Dennoch gerät die Affäre um den Hahn zur bitteren Lachnummer für die gerade erst gestartete Ampelregierung. Es geht um viele Tausend Arbeitsplätze in einer strukturschwachen Region. Seit Jahren schon sucht die Landesregierung fieberhaft nach einem Investor für den ehemaligen Militärflughafen der U.S. Army. Als Vorzeigeprojekt der Konversion gestartet, fliegt er inzwischen als Zivilflughafen Millionenverluste ein. Spätestens in acht Jahren ist Schluss mit den staatlichen Subventionen, so will es die EU.

Bislang zeigten nur drei Bieter Interesse. Das beste und plausibelste Angebot gab vor mehr als einem Jahr die chinesische Shanghai Yiqian Trading (SYT) ab. „Wir mussten wegen EU-Rechts mit der SYT verhandeln“, sagen die Verantwortlichen heute, „sie hatte am meisten geboten.“ Die SYT versprach Millioneninvestitionen, zum Beispiel in ein Luxushotel, das Frachtaufkommen sollte vervielfacht werden. Ende Juni kam es zum Vertragsabschluss.

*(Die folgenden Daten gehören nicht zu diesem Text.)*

//! State coordinator
//!
//! Owns a request connection and a change monitor. The registry half lives
//! here; the convergence wait is in [`crate::convergence`].

use std::sync::Arc;
use std::time::Duration;

use runstate_core::{
    layout, program, RunStateError, RunStateResult, BOOL_TYPE, GLOBAL_STATE_PATH,
    PARENT_DIR_PATH, RECORDING_PATH, RUN_NUMBER_PATH, RUN_STATE_MACHINE, STRING_TYPE,
    TIMEOUT_PATH, TITLE_PATH,
};
use runstate_monitor::ChangeMonitor;
use runstate_store::{ChangeFeed, StoreConnector, VariableStore};
use tracing::debug;

use crate::{CoordinatorConfig, ProgramDefinition, TransitionTracker};

/// Coordinates the global run state with every registered program
pub struct StateCoordinator {
    pub(crate) store: Arc<dyn VariableStore>,
    pub(crate) monitor: ChangeMonitor,
    pub(crate) tracker: TransitionTracker,
    pub(crate) config: CoordinatorConfig,
}

impl std::fmt::Debug for StateCoordinator {
    fn fmt(&self, f: &mut std::fmt::Formatter<'_>) -> std::fmt::Result {
        f.debug_struct("StateCoordinator")
            .field("monitor", &self.monitor)
            .field("tracker", &self.tracker)
            .field("config", &self.config)
            .finish()
    }
}

fn bool_text(value: bool) -> &'static str {
    if value {
        "true"
    } else {
        "false"
    }
}

fn parse_bool(path: &str, text: &str) -> RunStateResult<bool> {
    match text {
        "true" => Ok(true),
        "false" => Ok(false),
        other => Err(RunStateError::Internal(format!("{} holds non-boolean {}", path, other))),
    }
}

fn parse_int(path: &str, text: &str) -> RunStateResult<i64> {
    text.trim()
        .parse()
        .map_err(|_| RunStateError::Internal(format!("{} holds non-integer {}", path, text)))
}

impl StateCoordinator {
    /// Open both connections through `connector` and start the monitor
    pub fn connect(
        connector: &dyn StoreConnector,
        request_uri: &str,
        subscription_uri: &str,
        config: CoordinatorConfig,
    ) -> RunStateResult<Self> {
        let requests = runstate_core::Endpoint::parse(request_uri)?;
        let subscriptions = runstate_core::Endpoint::parse(subscription_uri)?;

        let store = connector.connect_requests(&requests)?;
        let feed = connector.connect_subscriptions(&subscriptions)?;
        debug!(%requests, %subscriptions, "coordinator connected");
        Self::with_connections(store, feed, config)
    }

    /// Connect to the endpoints named in `config`
    pub fn from_config(
        connector: &dyn StoreConnector,
        config: CoordinatorConfig,
    ) -> RunStateResult<Self> {
        let request_uri = config.request_endpoint.clone();
        let subscription_uri = config.subscription_endpoint.clone();
        Self::connect(connector, &request_uri, &subscription_uri, config)
    }

    /// Build on connections the caller already holds
    pub fn with_connections(
        store: Arc<dyn VariableStore>,
        feed: Box<dyn ChangeFeed>,
        config: CoordinatorConfig,
    ) -> RunStateResult<Self> {
        let monitor = ChangeMonitor::new(store.as_ref(), feed, config.monitor())?;
        Ok(StateCoordinator {
            store,
            monitor,
            tracker: TransitionTracker::default(),
            config,
        })
    }

    pub fn config(&self) -> &CoordinatorConfig {
        &self.config
    }

    /// Request connection
    pub fn store(&self) -> &Arc<dyn VariableStore> {
        &self.store
    }

    pub fn monitor(&self) -> &ChangeMonitor {
        &self.monitor
    }

    fn parent(&self) -> &str {
        self.monitor.program_parent_path()
    }

    fn program_path(&self, name: &str, var: &str) -> String {
        layout::program_var(self.parent(), name, var)
    }

    /// `NotFound` unless `name` is a registered program
    pub(crate) fn require_program(&self, name: &str) -> RunStateResult<()> {
        if !layout::is_valid_component(name) {
            return Err(RunStateError::InvalidArgument(format!("bad program name {:?}", name)));
        }
        if self.store.ls(self.parent())?.iter().any(|p| p == name) {
            Ok(())
        } else {
            Err(RunStateError::NotFound(format!("program {}", name)))
        }
    }

    fn program_bool(&self, name: &str, var: &str) -> RunStateResult<bool> {
        self.require_program(name)?;
        let path = self.program_path(name, var);
        parse_bool(&path, &self.store.get(&path)?)
    }

    fn set_program_bool(&self, name: &str, var: &str, value: bool) -> RunStateResult<()> {
        self.require_program(name)?;
        self.store.set(&self.program_path(name, var), bool_text(value))?;
        debug!(program = name, var, value, "program flag updated");
        Ok(())
    }

    // ---- Program registry ----

    /// Register a program under the program-parent directory.
    ///
    /// The program's `State` starts at the run-state machine's default.
    pub fn add_program(&self, name: &str, def: &ProgramDefinition) -> RunStateResult<()> {
        if !layout::is_valid_component(name) {
            return Err(RunStateError::InvalidArgument(format!("bad program name {:?}", name)));
        }
        let dir = layout::program_dir(self.parent(), name);
        self.store.mkdir(&dir)?;

        if let Err(e) = self.declare_program_vars(&dir, def) {
            // A half-built directory would look like a registered program
            if let Err(cleanup) = self.store.rmdir(&dir) {
                debug!(%dir, error = %cleanup, "could not remove partial program");
            }
            return Err(e);
        }
        debug!(program = name, parent = self.parent(), "program added");
        Ok(())
    }

    fn declare_program_vars(&self, dir: &str, def: &ProgramDefinition) -> RunStateResult<()> {
        let var = |leaf: &str| layout::join(dir, leaf);
        self.store.declare(&var(program::STATE), RUN_STATE_MACHINE, None)?;
        self.store
            .declare(&var(program::ENABLE), BOOL_TYPE, Some(bool_text(def.enabled)))?;
        self.store
            .declare(&var(program::STANDALONE), BOOL_TYPE, Some(bool_text(def.standalone)))?;
        self.store.declare(&var(program::PATH), STRING_TYPE, Some(&def.path))?;
        self.store.declare(&var(program::HOST), STRING_TYPE, Some(&def.host))?;
        self.store.declare(&var(program::OUTRING), STRING_TYPE, Some(&def.outring))?;
        self.store.declare(&var(program::INRING), STRING_TYPE, Some(&def.inring))?;
        Ok(())
    }

    pub fn get_program_definition(&self, name: &str) -> RunStateResult<ProgramDefinition> {
        self.require_program(name)?;
        let get = |var: &str| self.store.get(&self.program_path(name, var));
        Ok(ProgramDefinition {
            enabled: self.program_bool(name, program::ENABLE)?,
            standalone: self.program_bool(name, program::STANDALONE)?,
            path: get(program::PATH)?,
            host: get(program::HOST)?,
            outring: get(program::OUTRING)?,
            inring: get(program::INRING)?,
        })
    }

    /// Overwrite every definition field of an existing program
    pub fn modify_program(&self, name: &str, def: &ProgramDefinition) -> RunStateResult<()> {
        self.require_program(name)?;
        let set = |var: &str, value: &str| self.store.set(&self.program_path(name, var), value);
        set(program::ENABLE, bool_text(def.enabled))?;
        set(program::STANDALONE, bool_text(def.standalone))?;
        set(program::PATH, &def.path)?;
        set(program::HOST, &def.host)?;
        set(program::OUTRING, &def.outring)?;
        set(program::INRING, &def.inring)?;
        debug!(program = name, "program modified");
        Ok(())
    }

    /// Remove a program and all of its variables
    pub fn delete_program(&self, name: &str) -> RunStateResult<()> {
        self.require_program(name)?;
        self.store.rmdir(&layout::program_dir(self.parent(), name))?;
        debug!(program = name, "program deleted");
        Ok(())
    }

    pub fn enable_program(&self, name: &str) -> RunStateResult<()> {
        self.set_program_bool(name, program::ENABLE, true)
    }

    pub fn disable_program(&self, name: &str) -> RunStateResult<()> {
        self.set_program_bool(name, program::ENABLE, false)
    }

    pub fn set_program_standalone(&self, name: &str) -> RunStateResult<()> {
        self.set_program_bool(name, program::STANDALONE, true)
    }

    pub fn set_program_no_standalone(&self, name: &str) -> RunStateResult<()> {
        self.set_program_bool(name, program::STANDALONE, false)
    }

    pub fn is_enabled(&self, name: &str) -> RunStateResult<bool> {
        self.program_bool(name, program::ENABLE)
    }

    pub fn is_standalone(&self, name: &str) -> RunStateResult<bool> {
        self.program_bool(name, program::STANDALONE)
    }

    /// Enabled and not standalone
    pub fn is_active(&self, name: &str) -> RunStateResult<bool> {
        Ok(self.is_enabled(name)? && !self.is_standalone(name)?)
    }

    /// Registered program names, sorted
    pub fn list_programs(&self) -> RunStateResult<Vec<String>> {
        let mut names = self.store.ls(self.parent())?;
        names.sort();
        Ok(names)
    }

    fn list_where(&self, keep: impl Fn(&Self, &str) -> RunStateResult<bool>) -> RunStateResult<Vec<String>> {
        let mut out = Vec::new();
        for name in self.list_programs()? {
            match keep(self, &name) {
                Ok(true) => out.push(name),
                Ok(false) => {}
                // Left between listing and reading
                Err(e) if e.is_not_found() => {}
                Err(e) => return Err(e),
            }
        }
        Ok(out)
    }

    pub fn list_enabled_programs(&self) -> RunStateResult<Vec<String>> {
        self.list_where(Self::is_enabled)
    }

    pub fn list_standalone_programs(&self) -> RunStateResult<Vec<String>> {
        self.list_where(Self::is_standalone)
    }

    /// Programs a global transition waits for, sorted
    pub fn list_active_programs(&self) -> RunStateResult<Vec<String>> {
        self.list_where(Self::is_active)
    }

    // ---- States ----

    /// Write a program's state directly. Never waits.
    pub fn set_program_state(&self, name: &str, state: &str) -> RunStateResult<()> {
        self.require_program(name)?;
        self.store.set(&self.program_path(name, program::STATE), state)
    }

    pub fn get_program_state(&self, name: &str) -> RunStateResult<String> {
        self.require_program(name)?;
        self.store.get(&self.program_path(name, program::STATE))
    }

    /// Request a global transition. Use [`Self::wait_transition`] to wait for it.
    pub fn set_global_state(&self, state: &str) -> RunStateResult<()> {
        self.store.set(GLOBAL_STATE_PATH, state)?;
        debug!(state, "global state requested");
        Ok(())
    }

    pub fn get_global_state(&self) -> RunStateResult<String> {
        self.store.get(GLOBAL_STATE_PATH)
    }

    /// States the global state may move to next
    pub fn valid_next_global_states(&self) -> RunStateResult<Vec<String>> {
        self.store.valid_next_states(GLOBAL_STATE_PATH)
    }

    // ---- Run metadata ----

    pub fn title(&self) -> RunStateResult<String> {
        self.store.get(TITLE_PATH)
    }

    pub fn set_title(&self, title: &str) -> RunStateResult<()> {
        self.store.set(TITLE_PATH, title)
    }

    pub fn run_number(&self) -> RunStateResult<u64> {
        let n = parse_int(RUN_NUMBER_PATH, &self.store.get(RUN_NUMBER_PATH)?)?;
        u64::try_from(n)
            .map_err(|_| RunStateError::Internal(format!("{} is negative", RUN_NUMBER_PATH)))
    }

    pub fn set_run_number(&self, run: u64) -> RunStateResult<()> {
        self.store.set(RUN_NUMBER_PATH, &run.to_string())
    }

    pub fn recording(&self) -> RunStateResult<bool> {
        parse_bool(RECORDING_PATH, &self.store.get(RECORDING_PATH)?)
    }

    pub fn set_recording(&self, on: bool) -> RunStateResult<()> {
        self.store.set(RECORDING_PATH, bool_text(on))
    }

    /// Transition timeout in seconds
    pub fn timeout(&self) -> RunStateResult<u64> {
        let secs = parse_int(TIMEOUT_PATH, &self.store.get(TIMEOUT_PATH)?)?;
        Ok(secs.max(0) as u64)
    }

    pub fn set_timeout(&self, secs: u64) -> RunStateResult<()> {
        self.store.set(TIMEOUT_PATH, &secs.to_string())
    }

    /// Budget for one convergence wait
    pub(crate) fn transition_budget(&self) -> RunStateResult<Duration> {
        match self.timeout() {
            Ok(secs) => Ok(Duration::from_secs(secs)),
            Err(e) if e.is_not_found() => Ok(self.config.default_timeout()),
            Err(e) => Err(e),
        }
    }

    // ---- Program-parent directory ----

    /// Directory holding program directories
    pub fn program_parent_dir(&self) -> &str {
        self.parent()
    }

    /// Move the registry to another existing directory and rebind the monitor
    pub fn set_program_parent_dir(&mut self, dir: &str) -> RunStateResult<()> {
        let dir = layout::normalize(dir).ok_or_else(|| {
            RunStateError::InvalidArgument(format!("program parent {} is not absolute", dir))
        })?;
        self.store.ls(&dir)?;

        let previous = self.parent().to_string();
        self.monitor.update_program_parent_path(&dir)?;
        if let Err(e) = self.store.set(PARENT_DIR_PATH, &dir) {
            self.monitor.update_program_parent_path(&previous)?;
            return Err(e);
        }
        self.tracker.clear();
        debug!(parent = %dir, "program parent moved");
        Ok(())
    }
}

Heute fragt man sich: Waren die Versprechungen realistisch, ein Luxushotel auf dem Hunsrückbuckel, auf der grünen Wiese, fernab von Zugverbindungen und Autobahnen? Die Investoren hätten mit den rasant steigenden Touristenzahlen und der wachsenden Mittelschicht in China argumentiert, heißt es.

Erst als Anfang des Monats die erste fällige Zahlung ausblieb, schrillten in Mainz die Alarmglocken. Zunächst machten sich Journalisten nach China auf, um den SYT-Firmensitz auszukundschaften und berichteten über Merkwürdigkeiten. Vor zehn Tagen schließlich reiste der Mainzer Innenstaatssekretär Randulf Stich (SPD) persönlich nach Schanghai. Während er mit den vermeintlich seriösen Investoren zusammensaß, die ihn zu beschwichtigen versuchten, begab sich in seinem Auftrag eine chinesische Rechtsanwältin mit einem von SYT eingereichten Liquiditätsnachweis in eine Filiale der Bank of China. Die Mitarbeiterin der Bank habe den Beleg sofort als Fälschung erkannt, berichtete der Chinareisende später.

Heute fragt man sich: Waren die ­Versprechungen realistisch?

Dem Generalstaatsanwalt in Koblenz liegt inzwischen eine Betrugsanzeige wegen arglistiger Täuschung vor. Das Land will die Verträge rückabwickeln. Zwischen Verantwortlichen des Landes und dem beteiligten Beratungsunternehmen KPMG hat ein Schwarze-Peter-Spiel begonnen, wer für die schlampige Recherchen die Verantwortung trägt.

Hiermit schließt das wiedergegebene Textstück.